Assessment of the relationship between colorectal cancer and systemic inflammatory regulators: a bidirectional Mendelian randomization study

Abstract

Abstract Background Inflammation is intricately intertwined with cancer progression; however, the causal link between inflammatory factors and their propensity to either promote or mitigate colorectal cancer (CRC) remains substantively unexplored. In response to this knowledge gap, we undertook a bidirectional Mendelian randomization (MR) analysis, aimed at rigorously evaluating the causal relationship between 41 distinct genetic proxies representing inflammatory factors and the development of colorectal cancer. Method Cytokine levels were analyzed in a cohort of 8,293 individuals using data from a genome-wide association study (GWAS) focusing on exposures. Preliminary analysis made use of GWAS data related to colorectal cancer (CRC) obtained from the GWAS catalog database with accession number GCST012879. Causality analysis primarily employed the random inverse variance weighted (IVW) method, supplemented by MR-Egger and weighted median techniques. To enhance the study's robustness, sensitivity analyses encompassed the Cochran Q test, MR-Egger intercept test, MR-PRESSO, and leave-one-out analysis.

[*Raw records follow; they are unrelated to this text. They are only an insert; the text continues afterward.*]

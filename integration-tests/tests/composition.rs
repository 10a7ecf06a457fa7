//! Pipeline composition: spreading and non-spreading forms, chains,
//! associativity, and the slurp adapter.

use integration_tests::{adder, splitter, timeser_adder};
use plait_core::{FunctionObject, PlaitError, Spread, Value};

#[test]
fn composes_two_stages() {
    let super_adder = adder() >> adder();
    assert_eq!(super_adder.invoke([3]).unwrap(), Value::Int(7));
}

#[test]
fn composes_in_chains() {
    let super_duper_adder = adder() >> adder() >> adder() >> adder();
    assert_eq!(super_duper_adder.invoke([3]).unwrap(), Value::Int(11));
}

#[test]
fn spreads_a_list_result_across_inputs() {
    let splitter_timeser_adder = splitter() >> timeser_adder();
    // 512 splits into [5, 12]; 12 * (5 + 2) = 84.
    assert_eq!(splitter_timeser_adder.invoke([512]).unwrap(), Value::Int(84));
}

#[test]
fn then_does_not_spread() {
    let composed = splitter().then(timeser_adder());
    assert!(matches!(
        composed.invoke([512]),
        Err(PlaitError::WrongArity {
            given: 1,
            expected: 2
        })
    ));
}

#[test]
fn explicit_compose_matches_the_operators() {
    let spread = splitter().compose(timeser_adder(), Spread::Elements);
    assert_eq!(spread.invoke([512]).unwrap(), Value::Int(84));

    let single = adder().compose(adder(), Spread::Single);
    assert_eq!(single.invoke([3]).unwrap(), Value::Int(7));
}

#[test]
fn composition_is_associative() {
    let left = (splitter() >> timeser_adder()) >> adder();
    let right = splitter() >> (timeser_adder() >> adder());
    assert_eq!(
        left.invoke([512]).unwrap(),
        right.invoke([512]).unwrap()
    );
    assert_eq!(left.invoke([512]).unwrap(), Value::Int(86));
}

#[test]
fn composed_stages_can_be_composed_again() {
    let inner = splitter() >> timeser_adder();
    let chain = inner >> (adder() >> adder());
    assert_eq!(chain.invoke([512]).unwrap(), Value::Int(88));
}

#[test]
fn slurp_round_trips() {
    let direct = timeser_adder().invoke([13, 4]).unwrap();
    let slurped = timeser_adder()
        .slurp()
        .invoke([Value::list([13, 4])])
        .unwrap();
    assert_eq!(direct, slurped);
    assert_eq!(slurped, Value::Int(60));
}

#[test]
fn slurped_objects_keep_composing() {
    let composed = timeser_adder().slurp() >> adder();
    assert_eq!(composed.invoke([Value::list([13, 4])]).unwrap(), Value::Int(62));
}
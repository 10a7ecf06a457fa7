use std::{ops::Shr, sync::Arc};

use super::{Declared, Slurped, Wrapped};
use crate::{
    Block, FunctionObject, PlaitError, Value,
    filter::{Capability, FilterSpec},
};

/// How a composed pipeline feeds the inner stage's result to the outer
/// stage.
#[derive(Debug, Clone, Copy, PartialEq, Eq)]
pub enum Spread {
    /// The result is passed whole, as the single positional argument.
    Single,
    /// A list result is unpacked into separate positional arguments; any
    /// other value is passed whole.
    Elements,
}

/// A two-stage pipeline built by [`compose`], [`then`], or `>>`.
///
/// Declares no inputs of its own: invocation runs `inner` with the
/// received arguments and trailing callback, feeds the result to `outer`
/// under the [`Spread`] policy, and returns `outer`'s result. Arity
/// mismatches between stages surface as [`PlaitError::WrongArity`] from
/// the outer stage's own constructor.
///
/// Either stage may itself be composed, so chains nest arbitrarily deep
/// and associate pairwise left-to-right.
///
/// [`compose`]: FunctionObject::compose
/// [`then`]: FunctionObject::then
#[derive(Debug, Clone)]
pub struct Composed<A, B> {
    inner: A,
    outer: B,
    spread: Spread,
}

impl<A, B> Composed<A, B>
where
    A: FunctionObject,
    B: FunctionObject,
{
    pub(crate) fn new(inner: A, outer: B, spread: Spread) -> Self {
        Self {
            inner,
            outer,
            spread,
        }
    }
}

impl<A, B> FunctionObject for Composed<A, B>
where
    A: FunctionObject,
    B: FunctionObject,
{
    fn invoke_with(&self, args: Vec<Value>, block: Option<&Block>) -> Result<Value, PlaitError> {
        let result = self.inner.invoke_with(args, block)?;
        let outer_args = match (self.spread, result) {
            (Spread::Elements, Value::List(items)) => items,
            (_, value) => vec![value],
        };
        self.outer.invoke_with(outer_args, block)
    }
}

/// A composed pipeline used as a filter runs end to end on the raw
/// argument. It offers both capabilities; resolution prefers lookup.
impl<A, B> FilterSpec for Composed<A, B>
where
    A: FunctionObject + Clone + Send + Sync + 'static,
    B: FunctionObject + Clone + Send + Sync + 'static,
{
    fn capability(self) -> Capability {
        let lookup = self.clone();
        Capability::Both {
            lookup: Arc::new(move |value: &Value| lookup.invoke_with(vec![value.clone()], None)),
            call: Arc::new(move |value| self.invoke_with(vec![value], None)),
        }
    }
}

// `a >> b` is spreading composition. Rust's `>` cannot return a composed
// value, so the non-spreading form is spelled `a.then(b)`.

impl<Rhs: FunctionObject> Shr<Rhs> for Declared {
    type Output = Composed<Declared, Rhs>;

    fn shr(self, outer: Rhs) -> Self::Output {
        self.compose(outer, Spread::Elements)
    }
}

impl<Rhs: FunctionObject> Shr<Rhs> for Wrapped {
    type Output = Composed<Wrapped, Rhs>;

    fn shr(self, outer: Rhs) -> Self::Output {
        self.compose(outer, Spread::Elements)
    }
}

impl<A, B, Rhs> Shr<Rhs> for Composed<A, B>
where
    A: FunctionObject,
    B: FunctionObject,
    Rhs: FunctionObject,
{
    type Output = Composed<Composed<A, B>, Rhs>;

    fn shr(self, outer: Rhs) -> Self::Output {
        self.compose(outer, Spread::Elements)
    }
}

impl<F, Rhs> Shr<Rhs> for Slurped<F>
where
    F: FunctionObject,
    Rhs: FunctionObject,
{
    type Output = Composed<Slurped<F>, Rhs>;

    fn shr(self, outer: Rhs) -> Self::Output {
        self.compose(outer, Spread::Elements)
    }
}

#[cfg(test)]
mod tests {
    use super::*;
    use crate::{declare, input, wrap};

    fn adder() -> Declared {
        declare(
            |at, _| Ok(Value::Int(at["number"].as_int()? + 2)),
            [input("number")],
        )
        .unwrap()
    }

    fn pair() -> Declared {
        declare(
            |at, _| {
                let n = at["number"].as_int()?;
                Ok(Value::list([n, n + 1]))
            },
            [input("number")],
        )
        .unwrap()
    }

    fn summer() -> Declared {
        declare(
            |at, _| Ok(Value::Int(at["a"].as_int()? + at["b"].as_int()?)),
            [input("a"), input("b")],
        )
        .unwrap()
    }

    #[test]
    fn spreads_list_results_into_arguments() {
        let composed = pair() >> summer();
        assert_eq!(composed.invoke([10]).unwrap(), Value::Int(21));
    }

    #[test]
    fn passes_non_list_results_whole() {
        let composed = adder() >> adder();
        assert_eq!(composed.invoke([3]).unwrap(), Value::Int(7));
    }

    #[test]
    fn then_never_spreads() {
        let composed = pair().then(summer());
        assert!(matches!(
            composed.invoke([10]),
            Err(PlaitError::WrongArity {
                given: 1,
                expected: 2
            })
        ));
    }

    #[test]
    fn chains_compose_pairwise() {
        let chain = adder() >> adder() >> adder() >> adder();
        assert_eq!(chain.invoke([3]).unwrap(), Value::Int(11));
    }

    #[test]
    fn associativity_of_spreading_composition() {
        let left = (pair() >> summer()) >> adder();
        let right = pair() >> (summer() >> adder());
        assert_eq!(left.invoke([10]).unwrap(), right.invoke([10]).unwrap());
    }

    #[test]
    fn wrapped_callables_participate() {
        let adds_three = wrap(|args, _| Ok(Value::Int(args[0].as_int()? + 3)));
        let composed = adder() >> adds_three;
        assert_eq!(composed.invoke([10]).unwrap(), Value::Int(15));
    }

    #[test]
    fn blocks_pass_through_both_stages() {
        let splitter = pair();
        let mapper = declare(
            |at, block| {
                let block = block.expect("a block is required");
                let mut total = 0;
                for item in at["arr"].as_list()? {
                    total += block(std::slice::from_ref(item))?.as_int()?;
                }
                Ok(Value::Int(total))
            },
            [input("arr")],
        )
        .unwrap();

        let composed = splitter.then(mapper);
        let result = composed.invoke_block([10], |vals| Ok(Value::Int(vals[0].as_int()? + 3)));
        // (10 + 3) + (11 + 3)
        assert_eq!(result.unwrap(), Value::Int(27));
    }
}
use std::{fmt, sync::Arc};

use crate::{
    Block, FunctionObject, PlaitError, Value,
    filter::{Capability, FilterSpec},
};

/// The callable lifted by [`wrap`].
pub type RawFn =
    dyn Fn(&[Value], Option<&Block>) -> Result<Value, PlaitError> + Send + Sync;

/// Lifts an arbitrary callable into the function-object capability set.
///
/// The wrapped object declares no inputs of its own: invocation forwards
/// all positional arguments and the optional trailing callback straight to
/// the callable. This is how raw closures participate in composition.
///
/// # Examples
///
/// ```
/// use plait_core::{FunctionObject, Value, wrap};
///
/// let adds_three = wrap(|args, _| Ok(Value::Int(args[0].as_int()? + 3)));
/// assert_eq!(adds_three.invoke([10]).unwrap(), Value::Int(13));
/// ```
pub fn wrap<F>(raw: F) -> Wrapped
where
    F: Fn(&[Value], Option<&Block>) -> Result<Value, PlaitError> + Send + Sync + 'static,
{
    Wrapped { raw: Arc::new(raw) }
}

/// A raw callable lifted by [`wrap`].
#[derive(Clone)]
pub struct Wrapped {
    raw: Arc<RawFn>,
}

impl FunctionObject for Wrapped {
    fn invoke_with(&self, args: Vec<Value>, block: Option<&Block>) -> Result<Value, PlaitError> {
        (self.raw)(&args, block)
    }
}

impl fmt::Debug for Wrapped {
    fn fmt(&self, f: &mut fmt::Formatter<'_>) -> fmt::Result {
        f.write_str("Wrapped(..)")
    }
}

/// A wrapped callable used as a filter is invoked with the raw argument.
/// It offers both capabilities; resolution prefers lookup.
impl FilterSpec for Wrapped {
    fn capability(self) -> Capability {
        let lookup = self.clone();
        Capability::Both {
            lookup: Arc::new(move |value: &Value| lookup.invoke_with(vec![value.clone()], None)),
            call: Arc::new(move |value| self.invoke_with(vec![value], None)),
        }
    }
}

#[cfg(test)]
mod tests {
    use super::*;

    #[test]
    fn forwards_all_arguments() {
        let collect = wrap(|args, _| Ok(Value::List(args.to_vec())));
        assert_eq!(
            collect.invoke([1, 2, 3]).unwrap(),
            Value::list([1, 2, 3])
        );
        assert_eq!(
            collect.invoke(Vec::<Value>::new()).unwrap(),
            Value::List(Vec::new())
        );
    }

    #[test]
    fn forwards_the_block() {
        let yielder = wrap(|args, block| {
            let block = block.expect("a block is required");
            block(args)
        });
        let result = yielder.invoke_block([21], |vals| Ok(Value::Int(vals[0].as_int()? * 2)));
        assert_eq!(result.unwrap(), Value::Int(42));
    }
}
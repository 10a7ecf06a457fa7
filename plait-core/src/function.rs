mod composed;
mod declared;
mod slurped;
mod wrapped;

pub use composed::{Composed, Spread};
pub use declared::{Attributes, Declared, Input, Invocation, OutputFn, declare, input};
pub use slurped::Slurped;
pub use wrapped::{RawFn, Wrapped, wrap};

use crate::{PlaitError, Value};

/// Maximum number of declared inputs for a function object.
pub const MAX_INPUTS: usize = 3;

/// The optional trailing callback forwarded to an output operation.
///
/// Every layer (declared types, wrapped callables, composed pipelines,
/// slurp adapters) passes the callback through unchanged.
pub type Block = dyn Fn(&[Value]) -> Result<Value, PlaitError>;

/// The capability set shared by every function-object type.
///
/// A function object is a single invocable unit: it takes positional
/// arguments and an optional trailing callback, and returns exactly what its
/// output operation returns. Implementing [`invoke_with`] is all a type
/// needs; invocation sugar, composition, and adapters are provided.
///
/// Invoking never reuses state: each call constructs its own instance, runs
/// the output operation once, and discards it, so any function object can be
/// shared and invoked concurrently.
///
/// # Example
///
/// ```
/// use plait_core::{FunctionObject, Value, declare, input};
///
/// let adder = declare(
///     |at, _| Ok(Value::Int(at["number"].as_int()? + 2)),
///     [input("number")],
/// )
/// .unwrap();
///
/// assert_eq!(adder.invoke([13]).unwrap(), Value::Int(15));
///
/// let doubled = adder.clone() >> adder;
/// assert_eq!(doubled.invoke([3]).unwrap(), Value::Int(7));
/// ```
///
/// [`invoke_with`]: FunctionObject::invoke_with
pub trait FunctionObject {
    /// Invokes this function object with positional arguments and an
    /// optional trailing callback.
    ///
    /// # Errors
    ///
    /// Returns [`PlaitError::WrongArity`] when the argument count does not
    /// match the declared inputs, and propagates unchanged anything raised
    /// by a filter or the output operation.
    fn invoke_with(&self, args: Vec<Value>, block: Option<&Block>) -> Result<Value, PlaitError>;

    /// Invokes with positional arguments and no trailing callback.
    ///
    /// # Errors
    ///
    /// See [`invoke_with`](FunctionObject::invoke_with).
    fn invoke<A>(&self, args: A) -> Result<Value, PlaitError>
    where
        Self: Sized,
        A: IntoIterator,
        A::Item: Into<Value>,
    {
        self.invoke_with(args.into_iter().map(Into::into).collect(), None)
    }

    /// Invokes with positional arguments and a trailing callback.
    ///
    /// # Errors
    ///
    /// See [`invoke_with`](FunctionObject::invoke_with).
    fn invoke_block<A, F>(&self, args: A, block: F) -> Result<Value, PlaitError>
    where
        Self: Sized,
        A: IntoIterator,
        A::Item: Into<Value>,
        F: Fn(&[Value]) -> Result<Value, PlaitError> + 'static,
    {
        self.invoke_with(args.into_iter().map(Into::into).collect(), Some(&block))
    }

    /// Composes this object with `outer` under an explicit spread policy.
    ///
    /// The composed object invokes `self` first and feeds the result to
    /// `outer`; see [`Spread`] for how the result becomes `outer`'s
    /// arguments. Either operand may itself be a composed pipeline, so
    /// chains nest arbitrarily deep.
    fn compose<O>(self, outer: O, spread: Spread) -> Composed<Self, O>
    where
        Self: Sized,
        O: FunctionObject,
    {
        Composed::new(self, outer, spread)
    }

    /// Non-spreading composition: feeds this object's whole result to
    /// `outer` as its single argument.
    ///
    /// The spreading counterpart is the `>>` operator.
    fn then<O>(self, outer: O) -> Composed<Self, O>
    where
        Self: Sized,
        O: FunctionObject,
    {
        self.compose(outer, Spread::Single)
    }

    /// Adapts this object to accept one list argument whose elements become
    /// its positional arguments.
    fn slurp(self) -> Slurped<Self>
    where
        Self: Sized,
    {
        Slurped::new(self)
    }

    /// Borrows this object as a single-argument callable, for use wherever
    /// a mapping function is expected.
    ///
    /// ```
    /// use plait_core::{FunctionObject, Value, declare, input};
    ///
    /// let adder = declare(
    ///     |at, _| Ok(Value::Int(at["number"].as_int()? + 2)),
    ///     [input("number")],
    /// )
    /// .unwrap();
    ///
    /// let sums: Result<Vec<_>, _> = [1, 2, 3]
    ///     .map(Value::from)
    ///     .into_iter()
    ///     .map(adder.mapper())
    ///     .collect();
    /// assert_eq!(sums.unwrap(), vec![3.into(), 4.into(), 5.into()]);
    /// ```
    fn mapper(&self) -> impl Fn(Value) -> Result<Value, PlaitError> + '_
    where
        Self: Sized,
    {
        move |value| self.invoke_with(vec![value], None)
    }
}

Employing a comprehensive approach encompassing Mendelian Randomization, Linkage Disequilibrium Score Regression, and Colocalization Analysis, the study examined cytokines that exhibited statistical significance in the IVW analysis. Moreover, a Confounding Analysis was conducted to evaluate the direct impact of cytokines on CRC occurrence. Result The findings of this study demonstrate a significant association between Interferon-gamma (OR = 1.13, 95% CI = 1.01–1.28, p = 0.039), Tumor Necrosis Factor-beta (OR = 1.07, 95% CI = 1.01–1.14, p = 0.032), Interleukin-2 Receptor Alpha Subunit (OR = 0.93, 95% CI = 0.86–0.99, p = 0.035), and Stem Cell Factor (OR = 0.88, 95% CI = 0.79–0.98, p = 0.023) and CRC. Conclusion This study presents compelling evidence regarding the causal interplay between four specific inflammatory factors and colorectal cancer. Furthermore, the multifaceted analyses employed introduce fresh insights into our understanding of the role played by colorectal cancer. These discoveries hold promising implications for enhancing CRC screening, prevention, and therapeutic strategies.